Ich bringe unsern Häuserpark logistisch schon lange nicht mehr auf die Reihe. Aber immer wenn mich Innocent mit seinem zitternden Schnauz und den tropfenden Bernhardiner-Augen anschaut: «Du willst es doch behalten, so lange es geht...», da kapituliere ich.

«Ja...»

Wieder hat sich der kleine Feigling durchgesetzt. Und zeigt dem tapfern Nein-Sager in meiner Brust den Stinkefinger.
So geschehen bei der 231. Anfrage: «Könnten Sie für unsern guten Zweck nicht ein Nachtessen stiften?». Ja.
Bei: «Herr -minu, unser Altersheim würde sich so freuen, wenn Sie die lieben Leutchen mal mit Ihren Geschichten unterhalten würden. Kommen Sie?»
«JA!» Und eben: «Wir hätten in Röschenz wirklich den Plausch, wenn Sie die 1.-August-Rede halten könnten und...»
ERST-AUGUST-REDE!? IN RÖSCHENZ?
Jeder weiss, dass dort ganz spezielle Süppchen gekocht werden. Und dies nun mit mir als Alternativ-Koch?
Was soll dort so eine unpolitische Kuh wie unsereins schon Zündendes erstaugusteln?
Deshalb: «Leider habe ich bereits eine Einladung nach Salzburg angenommen und...»
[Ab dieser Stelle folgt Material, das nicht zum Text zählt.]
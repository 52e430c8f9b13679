//! Error types for the climb introspection engine.

use thiserror::Error;

/// Main error type for climb operations.
///
/// Per the propagation rule, most of the engine (sandbox, discovery, help
/// parsing, output parsing) never raises — uncertainty is expressed as
/// telemetry/warnings on the returned value instead. These variants are
/// raised only at the few points where failure cannot be expressed that way:
/// a child process that could not be spawned at all, a config file that
/// fails schema checks, or an executable that cannot be resolved on PATH.
#[derive(Error, Debug)]
pub enum ClimbError {
    /// The child process could not be started at all (not found, not executable, OS error).
    #[error("failed to spawn '{0}': {1}")]
    SpawnFailure(String, String),

    /// Caller asked to run a CLI name that does not resolve to a path on PATH.
    #[error("'{0}' not found on PATH")]
    NotFound(String),

    /// A PATH directory or the discovery cache file could not be accessed.
    #[error("permission denied accessing '{0}': {1}")]
    PermissionDenied(String, String),

    /// The on-disk discovery cache failed to parse; treated as absent by callers.
    #[error("discovery cache corrupt at '{0}': {1}")]
    CacheCorruption(String, String),

    /// Configuration failed schema validation; callers fall back to defaults.
    #[error("invalid configuration: {0}")]
    ConfigInvalid(String),

    /// I/O error while reading or writing a file (config, cache).
    #[error("I/O error on '{0}': {1}")]
    Io(String, String),
}

/// Result type alias for climb operations.
pub type Result<T> = std::result::Result<T, ClimbError>;

#[cfg(test)]
mod tests {
    use super::*;

    #[test]
    fn test_spawn_failure_display() {
        let err = ClimbError::SpawnFailure("gh".to_string(), "No such file or directory".to_string());
        assert_eq!(err.to_string(), "failed to spawn 'gh': No such file or directory");
    }

    #[test]
    fn test_not_found_display() {
        let err = ClimbError::NotFound("frobnicate".to_string());
        assert_eq!(err.to_string(), "'frobnicate' not found on PATH");
    }

    #[test]
    fn test_config_invalid_display() {
        let err = ClimbError::ConfigInvalid("unknown field 'theme.mode'".to_string());
        assert_eq!(err.to_string(), "invalid configuration: unknown field 'theme.mode'");
    }
}
/// Step 4: extract [`CliOption`]s from `options`-like sections.
fn extract_options(section: &Section<'_>) -> Vec<CliOption> {
    let mut options = Vec::new();

    for &line in &section.lines {
        let trimmed = line.trim();
        if trimmed.is_empty() {
            continue;
        }

        if let Some(caps) = FLAG_RE.captures(line) {
            if caps.get(2).is_none() {
                continue;
            }
            let short = caps.get(1).map(|m| format!("-{}", m.as_str()));
            let long = caps.get(2).map(|m| format!("--{}", m.as_str()));
            let value_token = caps.get(4).map(|m| m.as_str());
            let gap = caps.get(5).map(|m| m.as_str()).unwrap_or("");
            let tail = caps.get(6).map(|m| m.as_str()).unwrap_or("");

            // A delimited placeholder is unambiguous on its own. A bare one
            // only counts if it's clearly set apart from what follows —
            // either by a double-space-or-more gap, or by being the last
            // thing on the line — otherwise it's just the first word of a
            // description that happens to look like a type name.
            let delimited = value_token.map(|t| t.starts_with('[') || t.starts_with('<')).unwrap_or(false);
            let clearly_separated = delimited || gap.len() >= 2 || tail.trim().is_empty();

            let (takes_value, value_name, description_text) = match value_token {
                Some(tok) if clearly_separated && tok.starts_with('[') => {
                    (true, Some(tok.trim_matches(['[', ']']).to_string()), tail.trim().to_string())
                }
                Some(tok) if clearly_separated && tok.starts_with('<') => {
                    (true, Some(tok.trim_matches(['<', '>']).to_string()), tail.trim().to_string())
                }
                Some(tok) if clearly_separated => (true, Some(tok.to_string()), tail.trim().to_string()),
                Some(tok) => (false, None, format!("{tok}{gap}{tail}").trim().to_string()),
                None => (false, None, tail.trim().to_string()),
            };

            let description = if description_text.is_empty() { None } else { Some(description_text) };
            let repeatable = description.as_deref().map(|d| d.to_lowercase().contains("repeat")).unwrap_or(false)
                || line.contains("...");
            let default = description.as_deref().and_then(extract_default);

            let mut confidence: f32 = 0.5;
            confidence += 0.3;
            if description.is_some() {
                confidence += 0.1;
            }
            if short.is_some() {
                confidence += 0.1;
            }

            options.push(CliOption {
                long,
                short,
                takes_value,
                value_name,
                description,
                default,
                repeatable,
                confidence: confidence.min(1.0),
            });
        } else if let Some(caps) = SHORT_ONLY_FLAG_RE.captures(line) {
            let short = caps.get(1).map(|m| format!("-{}", m.as_str()));
            let description = caps.get(2).map(|m| m.as_str().trim().to_string()).filter(|s| !s.is_empty());
            options.push(CliOption {
                long: None,
                short,
                takes_value: false,
                value_name: None,
                description,
                default: None,
                repeatable: false,
                confidence: 0.6,
            });
        }
    }

    merge_short_long(options)
}
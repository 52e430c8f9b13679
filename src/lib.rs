//! climb — a universal CLI introspection engine.
//!
//! Given the name (or path) of an arbitrary command-line tool, climb
//! discovers it on `PATH`, runs it in a sandboxed environment to harvest its
//! `--help` text, parses that text into a navigable command tree, and turns
//! a chosen path through that tree back into a safe-to-exec argv. It never
//! shells out through `sh -c`, never retries a spawn, and never assumes
//! anything about the tool beyond "it might print help text and it might
//! print a table."

pub mod config;
pub mod discovery;
pub mod error;
pub mod help;
pub mod introspect;
pub mod output;
pub mod runner;
pub mod sandbox;

pub use config::Configuration;
pub use discovery::{add_single_cli_to_cache, discover, discover_one, DiscoverOptions, DiscoveredCli};
pub use error::{ClimbError, Result};
pub use help::{parse as parse_help, CliOption, CommandNode, ParsedHelp, Telemetry, Usage};
pub use introspect::{resolve_argv, Introspector};
pub use output::{parse_records, TableRecord};
pub use runner::{run, ExecutorResult, RunOptions};
pub use sandbox::sandbox_env;
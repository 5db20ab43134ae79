//! Fabric controller rule engine
//!
//! Maintains the packet-filter state that routes traffic between this cluster
//! and its remote clusters:
//!
//! ```text
//! POSTROUTING -> FABRIC-POSTROUTING -> FABRIC-PSTRT-CLS-<cluster>
//! PREROUTING  -> FABRIC-PREROUTING  -> FABRIC-PRRT-CLS-<cluster>
//! FORWARD     -> FABRIC-FORWARD     -> FABRIC-FRWD-CLS-<cluster>
//! INPUT       -> FABRIC-INPUT       -> FABRIC-INPT-CLS-<cluster>
//! ```
//!
//! The global containers are hooked into the standard chains once, by
//! [`Handler::init`]. Each remote cluster owns one container per category and
//! one hook rule in each global container that diverts the cluster's traffic
//! into it. Updates are applied as the minimal set of rule insertions and
//! removals, so repeating an operation with the same configuration leaves the
//! host untouched.
//!
//! All host access goes through the [`Backend`] trait.

#![deny(warnings, rust_2018_idioms)]
#![forbid(unsafe_code)]

mod backend;
mod handler;
pub mod memory;
pub mod reconcile;
mod system;
mod topology;


pub use self::{
    backend::{Backend, BackendError, RuleContainer},
    handler::Handler,
    memory::MemoryBackend,
    system::IptablesBackend,
};
pub use fabric_controller_core::ValidationError;

#[derive(Debug, thiserror::Error)]
pub enum Error {
    #[error("invalid network configuration: {0}")]
    Invalid(#[from] ValidationError),

    #[error(transparent)]
    Backend(#[from] BackendError),

    #[error("{0} does not exist; the handler is not initialized")]
    Uninitialized(RuleContainer),
}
«Ohh... Dann aber im nächsten Jahr?»

«JA!!» Irgendwann kann man nicht mehr Nein sagen.

Dienstag - Das Ja in Röschenz hat mich auf den Fussballplatz geführt. Dort kamen dann all diese Menschen, die es einfach nicht begreifen konnten, dass ein politisches Weichei bei so einer heissen Anfrage nicht Nein gesagt hat. Röschenzer sind mutiger. Sie sind die geborenen «Nein»-Sager, wenn ihnen etwas gegen den Strich geht.
Also, alle wollen sich wundern, und es werden immer mehr, sodass dem Fussballclub, der für die Gaumenfreuden vor der grossen Rede verantwortlich ist, das Fritten-Öl ausgeht. Die erste Tuba vom Musikverein muss hurtig noch einen offenen Denner aufsuchen, damit die Pommes wieder dampfen können. Doch ohne Tuba keine Musik. Ohne Musik kein Beginn. Und so kam die Rede erst, als es bereits dunkelte und meine müden Augen nur noch Mus auf dem Manuskript sahen. Sabotage?
Egal. Ich hab mein Ja-Wort gehalten und eine Doppelflasche feinen Burgunder bekommen.
Als Innocent den Tropfen zu Hause entdeckte, holte er mit zitterndem Schnauz (und diesmal wars keine Rührung!) den Zapfenzieher: «Wir wollen darauf anstossen!»
Ich eiskalt: «NEIN!»
Es war das delegierte «NEIN» seines Arztes. So ein Nein geht leichter von den Lippen.
Daraufhin hatte er wieder die tropfenden Bernhardiner-Augen.
«Na ja», habe ich geseufzt.

Und ihm die Flasche eigenhändig geöffnet...

Denn Ja-Sager haben HERZ. Und sagen Sie jetzt nicht: «Nein!».